FOR IMMEDIATE RELEASE

Houston author releases a spiritual memoir of her Texas roots celebrating three generations of aspiration, desperation, and salvation.

Houston, TX Sept 11, 2012

Walking Home: Growing Up Hispanic in Houston – This new book from Sarah Cortez, published by Texas Review Press, is a groundbreaking, mixed-genre memoir of growing up in Houston during the post-World War II era. 

Crime fiction author, poet, editor, teacher, speaker – Sarah Cortez shares the memories that molded both her and her fifth-generation Texan families.  Born and raised in Houston, she looks back into her family’s most precious stories and spiritual history and into her own youthful, tentative discoveries.

This brief memoir is divided into two sections.  In the first, three generations of Hispanic families are viewed through the faith-filled lens of the miraculous and the poignancy of dreams never realized,    using the metaphor of a stained glass window to frame the stories.  Selected colors are tied to memories of aspiration, desperation, and salvation.  Sarah invites us to share how the stories might have unfolded had we been a witness to these scenes.  It is soon clear that while the focus is on the past, the memoir illustrates the foundation of Sarah Cortez today.

In the second section, the journey continues to the mid-twentieth century metropolis of Houston where poems about what is done are as powerful as those events which were only dreams.  Cortez leads the reader on a  thoughtful and evolving path from a young girl’s memories of her father and surf fishing to a teenager’s pain at being excluded from her Spanish-speaking cousins’ gossip sessions.  The poems are memorable snapshots of family life – a dark green, marbled tackle box, a deer carcass converted to hot dinners, a handsome salesman who dines with the family, a first heartthrob inviting sexual daring during a visit to Atlanta – the big city.  Each poem invites re-reading to confirm the intensity of the first impression.

Walking Home is Houston’s first literary memoir,” Cortez says.  “I invite you to step with me into its literary space made sacred through belief.”

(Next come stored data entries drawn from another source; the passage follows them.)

use super::codec::Mode;
use super::error::{QRError, QRResult};
use super::metadata::{ECLevel, Version};

// Capacity entry
//------------------------------------------------------------------------------

#[derive(Debug, PartialEq, Eq, Copy, Clone)]
pub struct CapacityEntry {
    pub version: Version,
    pub ec_level: ECLevel,
    pub mode: Mode,
    pub total_codewords: usize,
    // Max characters the symbol holds in this mode
    pub max_capacity: usize,
}

impl CapacityEntry {
    const fn new(
        version: Version,
        ec_level: ECLevel,
        mode: Mode,
        total_codewords: usize,
        max_capacity: usize,
    ) -> Self {
        Self { version, ec_level, mode, total_codewords, max_capacity }
    }
}

pub fn capacity_for(version: Version, ec_level: ECLevel, mode: Mode) -> QRResult<&'static CapacityEntry> {
    CAPACITY_TABLE
        .iter()
        .find(|e| e.version == version && e.ec_level == ec_level && e.mode == mode)
        .ok_or(QRError::CapacityNotFound)
}

// Entries matching (mode, ec level), in increasing version order
pub fn capacities(ec_level: ECLevel, mode: Mode) -> impl Iterator<Item = &'static CapacityEntry> {
    CAPACITY_TABLE.iter().filter(move |e| e.ec_level == ec_level && e.mode == mode)
}

pub fn ec_codewords(version: Version, ec_level: ECLevel) -> QRResult<usize> {
    EC_CODEWORDS.get(*version - 1).map(|row| row[ec_level as usize]).ok_or(QRError::CapacityNotFound)
}

pub fn total_codewords(version: Version) -> QRResult<usize> {
    TOTAL_CODEWORDS.get(*version - 1).copied().ok_or(QRError::CapacityNotFound)
}

pub fn data_codewords(version: Version, ec_level: ECLevel) -> QRResult<usize> {
    Ok(total_codewords(version)? - ec_codewords(version, ec_level)?)
}

pub fn data_bit_capacity(version: Version, ec_level: ECLevel) -> QRResult<usize> {
    Ok(data_codewords(version, ec_level)? << 3)
}

#[cfg(test)]
mod capacity_tests {
    use test_case::test_case;

    use super::{
        capacities, capacity_for, data_bit_capacity, data_codewords, ec_codewords, CAPACITY_TABLE,
    };
    use crate::common::codec::Mode;
    use crate::common::error::QRError;
    use crate::common::metadata::{ECLevel, Version};

    #[test]
    fn test_capacity_for() {
        let entry = capacity_for(Version::V1, ECLevel::M, Mode::Alphanumeric).unwrap();
        assert_eq!(entry.total_codewords, 26);
        assert_eq!(entry.max_capacity, 20);
        let entry = capacity_for(Version::V4, ECLevel::H, Mode::Byte).unwrap();
        assert_eq!(entry.total_codewords, 100);
        assert_eq!(entry.max_capacity, 34);
    }

    #[test]
    fn test_capacity_for_not_found() {
        let v5 = Version::new(5).unwrap();
        assert_eq!(capacity_for(v5, ECLevel::L, Mode::Numeric), Err(QRError::CapacityNotFound));
    }

    #[test]
    fn test_table_has_one_entry_per_combination() {
        assert_eq!(CAPACITY_TABLE.len(), 4 * 4 * 4);
        for v in [Version::V1, Version::V2, Version::V3, Version::V4] {
            for ecl in [ECLevel::L, ECLevel::M, ECLevel::Q, ECLevel::H] {
                for mode in [Mode::Numeric, Mode::Alphanumeric, Mode::Byte, Mode::Kanji] {
                    let n = CAPACITY_TABLE
                        .iter()
                        .filter(|e| e.version == v && e.ec_level == ecl && e.mode == mode)
                        .count();
                    assert_eq!(n, 1, "{v} {ecl:?} {mode:?}");
                }
            }
        }
    }

    #[test]
    fn test_capacity_increases_with_version() {
        for ecl in [ECLevel::L, ECLevel::M, ECLevel::Q, ECLevel::H] {
            for mode in [Mode::Numeric, Mode::Alphanumeric, Mode::Byte, Mode::Kanji] {
                let caps = capacities(ecl, mode).map(|e| e.max_capacity).collect::<Vec<_>>();
                assert_eq!(caps.len(), 4);
                assert!(caps.windows(2).all(|w| w[0] < w[1]), "{ecl:?} {mode:?} {caps:?}");
            }
        }
    }

    #[test]
    fn test_capacity_decreases_with_ec_level() {
        for e in CAPACITY_TABLE.iter().filter(|e| e.ec_level != ECLevel::H) {
            let stronger = [ECLevel::M, ECLevel::Q, ECLevel::H][e.ec_level as usize];
            let next = capacity_for(e.version, stronger, e.mode).unwrap();
            assert!(next.max_capacity < e.max_capacity);
        }
    }

    #[test_case(Version::V1, ECLevel::L, 7)]
    #[test_case(Version::V1, ECLevel::M, 10)]
    #[test_case(Version::V2, ECLevel::Q, 22)]
    #[test_case(Version::V3, ECLevel::H, 44)]
    #[test_case(Version::V4, ECLevel::H, 64)]
    fn test_ec_codewords(v: Version, ecl: ECLevel, exp: usize) {
        assert_eq!(ec_codewords(v, ecl), Ok(exp));
    }

    #[test]
    fn test_data_codewords() {
        assert_eq!(data_codewords(Version::V1, ECLevel::M), Ok(16));
        assert_eq!(data_codewords(Version::V4, ECLevel::L), Ok(80));
        assert_eq!(data_bit_capacity(Version::V1, ECLevel::H), Ok(72));
        assert_eq!(data_codewords(Version::new(7).unwrap(), ECLevel::L), Err(QRError::CapacityNotFound));
    }

    #[test]
    fn test_total_codewords_match_per_version() {
        for e in CAPACITY_TABLE.iter() {
            let total = data_codewords(e.version, e.ec_level).unwrap()
                + ec_codewords(e.version, e.ec_level).unwrap();
            assert_eq!(total, e.total_codewords);
        }
    }
}

// Global constants
//------------------------------------------------------------------------------

static TOTAL_CODEWORDS: [usize; 4] = [26, 44, 70, 100];

// Total error correction codewords per version, indexed by ec level
static EC_CODEWORDS: [[usize; 4]; 4] = [[7, 10, 13, 17], [10, 16, 22, 28], [15, 26, 36, 44], [20, 36, 52, 64]];

use ECLevel::{H, L, M, Q};
use Mode::{Alphanumeric as A, Byte as B, Kanji as K, Numeric as N};

static CAPACITY_TABLE: [CapacityEntry; 64] = [
    // Version 1
    CapacityEntry::new(Version::V1, L, N, 26, 41),
    CapacityEntry::new(Version::V1, L, A, 26, 25),
    CapacityEntry::new(Version::V1, L, B, 26, 17),
    CapacityEntry::new(Version::V1, L, K, 26, 10),
    CapacityEntry::new(Version::V1, M, N, 26, 34),
    CapacityEntry::new(Version::V1, M, A, 26, 20),
    CapacityEntry::new(Version::V1, M, B, 26, 14),
    CapacityEntry::new(Version::V1, M, K, 26, 8),
    CapacityEntry::new(Version::V1, Q, N, 26, 27),
    CapacityEntry::new(Version::V1, Q, A, 26, 16),
    CapacityEntry::new(Version::V1, Q, B, 26, 11),
    CapacityEntry::new(Version::V1, Q, K, 26, 7),
    CapacityEntry::new(Version::V1, H, N, 26, 17),
    CapacityEntry::new(Version::V1, H, A, 26, 10),
    CapacityEntry::new(Version::V1, H, B, 26, 7),
    CapacityEntry::new(Version::V1, H, K, 26, 4),
    // Version 2
    CapacityEntry::new(Version::V2, L, N, 44, 77),
    CapacityEntry::new(Version::V2, L, A, 44, 47),
    CapacityEntry::new(Version::V2, L, B, 44, 32),
    CapacityEntry::new(Version::V2, L, K, 44, 20),
    CapacityEntry::new(Version::V2, M, N, 44, 63),
    CapacityEntry::new(Version::V2, M, A, 44, 38),
    CapacityEntry::new(Version::V2, M, B, 44, 26),
    CapacityEntry::new(Version::V2, M, K, 44, 16),
    CapacityEntry::new(Version::V2, Q, N, 44, 48),
    CapacityEntry::new(Version::V2, Q, A, 44, 29),
    CapacityEntry::new(Version::V2, Q, B, 44, 20),
    CapacityEntry::new(Version::V2, Q, K, 44, 12),
    CapacityEntry::new(Version::V2, H, N, 44, 34),
    CapacityEntry::new(Version::V2, H, A, 44, 20),
    CapacityEntry::new(Version::V2, H, B, 44, 14),
    CapacityEntry::new(Version::V2, H, K, 44, 8),
    // Version 3
    CapacityEntry::new(Version::V3, L, N, 70, 127),
    CapacityEntry::new(Version::V3, L, A, 70, 77),
    CapacityEntry::new(Version::V3, L, B, 70, 53),
    CapacityEntry::new(Version::V3, L, K, 70, 32),
    CapacityEntry::new(Version::V3, M, N, 70, 101),
    CapacityEntry::new(Version::V3, M, A, 70, 61),
    CapacityEntry::new(Version::V3, M, B, 70, 42),
    CapacityEntry::new(Version::V3, M, K, 70, 26),
    CapacityEntry::new(Version::V3, Q, N, 70, 77),
    CapacityEntry::new(Version::V3, Q, A, 70, 47),
    CapacityEntry::new(Version::V3, Q, B, 70, 32),
    CapacityEntry::new(Version::V3, Q, K, 70, 20),
    CapacityEntry::new(Version::V3, H, N, 70, 58),
    CapacityEntry::new(Version::V3, H, A, 70, 35),
    CapacityEntry::new(Version::V3, H, B, 70, 24),
    CapacityEntry::new(Version::V3, H, K, 70, 15),
    // Version 4
    CapacityEntry::new(Version::V4, L, N, 100, 187),
    CapacityEntry::new(Version::V4, L, A, 100, 114),
    CapacityEntry::new(Version::V4, L, B, 100, 78),
    CapacityEntry::new(Version::V4, L, K, 100, 48),
    CapacityEntry::new(Version::V4, M, N, 100, 149),
    CapacityEntry::new(Version::V4, M, A, 100, 90),
    CapacityEntry::new(Version::V4, M, B, 100, 62),
    CapacityEntry::new(Version::V4, M, K, 100, 38),
    CapacityEntry::new(Version::V4, Q, N, 100, 111),
    CapacityEntry::new(Version::V4, Q, A, 100, 67),
    CapacityEntry::new(Version::V4, Q, B, 100, 46),
    CapacityEntry::new(Version::V4, Q, K, 100, 28),
    CapacityEntry::new(Version::V4, H, N, 100, 82),
    CapacityEntry::new(Version::V4, H, A, 100, 50),
    CapacityEntry::new(Version::V4, H, B, 100, 34),
    CapacityEntry::new(Version::V4, H, K, 100, 21),
];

Sarah Cortez is a member of the Texas Institute of Letters.  She has edited five anthologies of poetry, memoir, and crime fiction for both young adult and adult audiences for the publishing houses of Arte Publico Press and Akashic Books.  Her most recent editing award is from the International Latino Book Awards for the young adult anthology of mystery fiction entitled, “You Don’t Have a Clue: Latino Mystery Stories for Teens.” Her work has appeared in The Sun, Rattle: Poetry for the 21st Century, The Houston Chronicle, the Dallas Morning News, The Texas Review, New Texas, Louisiana Review, Blue Rock Review, Pennsylvania English, The Midwest Quarterly and many other publications.  Her work is widely anthologized in collections by Penguin, the Great Books Foundation, and other international publishers.   

Texas Review Press, a member of the Texas A&M University Press Consortium, was established in 1979 at Sam Houston State University in Huntsville, Texas.  With a publishing schedule of twelve books a year, it is Texas’ most prestigious literary press.